● PROBLEM STATEMENT: Across the entries, how many lines have the string "shared" in them? Reply with only a number.

● EXERCISE INPUT:
######

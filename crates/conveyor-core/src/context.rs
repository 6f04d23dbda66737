//! Execution contexts handed down through a pipeline run.
//!
//! Contexts are values, not shared references: every unit that may run in
//! parallel receives its own clone and merges results back only after it
//! completes, so no locking is needed anywhere in the execution path.

use crate::result::{JobOutput, StageOutput};
use indexmap::IndexMap;
use serde::Serialize;
use serde_json::Value;

/// One concrete parameter combination produced by matrix expansion.
pub type Variant = IndexMap<String, Value>;

/// Deterministic id for a variant, used to key merged results.
///
/// The empty variant is named `default`; otherwise keys render in matrix
/// order as `k=v` pairs. The rendering is injective over values, so two
/// distinct variants never share a key.
pub fn variant_key(variant: &Variant) -> String {
    if variant.is_empty() {
        return "default".to_string();
    }
    variant
        .iter()
        .map(|(k, v)| format!("{k}={}", render_key_value(v)))
        .collect::<Vec<_>>()
        .join(",")
}

/// Plain strings render bare for readability; a string that itself reads
/// as a JSON literal keeps its quotes, so `"1"` and `1` cannot collide.
fn render_key_value(value: &Value) -> String {
    match value {
        Value::String(s) if serde_json::from_str::<Value>(s).is_err() => s.clone(),
        other => other.to_string(),
    }
}

/// Context shared across the jobs of one pipeline run.
#[derive(Debug, Clone, Default, Serialize)]
pub struct WorkflowContext {
    pub params: IndexMap<String, Value>,
    pub jobs: IndexMap<String, JobOutput>,
}

impl WorkflowContext {
    pub fn new(params: IndexMap<String, Value>) -> Self {
        Self {
            params,
            jobs: IndexMap::new(),
        }
    }
}

/// Working context of one variant execution: the run's params and upstream
/// job outputs, this variant's matrix values, and the outputs of the stages
/// that have run so far, in declaration order.
#[derive(Debug, Clone, Default, Serialize)]
pub struct VariantContext {
    pub params: IndexMap<String, Value>,
    pub jobs: IndexMap<String, JobOutput>,
    pub matrix: Variant,
    pub stages: IndexMap<String, StageOutput>,
}

impl VariantContext {
    pub fn from_workflow(ctx: &WorkflowContext, matrix: Variant) -> Self {
        Self {
            params: ctx.params.clone(),
            jobs: ctx.jobs.clone(),
            matrix,
            stages: IndexMap::new(),
        }
    }

    /// Merge a completed stage's outputs under its id.
    pub fn push_stage(&mut self, stage_id: &str, output: StageOutput) {
        self.stages.insert(stage_id.to_string(), output);
    }

    /// Resolve a dotted path (`params.x`, `matrix.os`,
    /// `stages.build.outputs.bin`, `jobs.a.stages.s.outputs.k`).
    pub fn lookup(&self, path: &str) -> Option<Value> {
        let mut parts = path.split('.');
        let head = parts.next()?;
        let rest: Vec<&str> = parts.collect();
        match head {
            "params" => dig_map(&self.params, &rest),
            "matrix" => dig_map(&self.matrix, &rest),
            "stages" => {
                let (stage_id, tail) = rest.split_first()?;
                let output = self.stages.get(*stage_id)?;
                let value = serde_json::to_value(output).ok()?;
                dig(&value, tail)
            }
            "jobs" => {
                let (job_id, tail) = rest.split_first()?;
                let value = self.jobs.get(*job_id)?.to_value();
                dig(&value, tail)
            }
            _ => None,
        }
    }
}

fn dig_map(map: &IndexMap<String, Value>, parts: &[&str]) -> Option<Value> {
    let (head, tail) = parts.split_first()?;
    dig(map.get(*head)?, tail)
}

/// Walk a JSON value along the remaining path segments.
pub fn dig(value: &Value, parts: &[&str]) -> Option<Value> {
    let mut current = value;
    for part in parts {
        current = current.get(part)?;
    }
    Some(current.clone())
}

######

● TASK OUTPUT: 2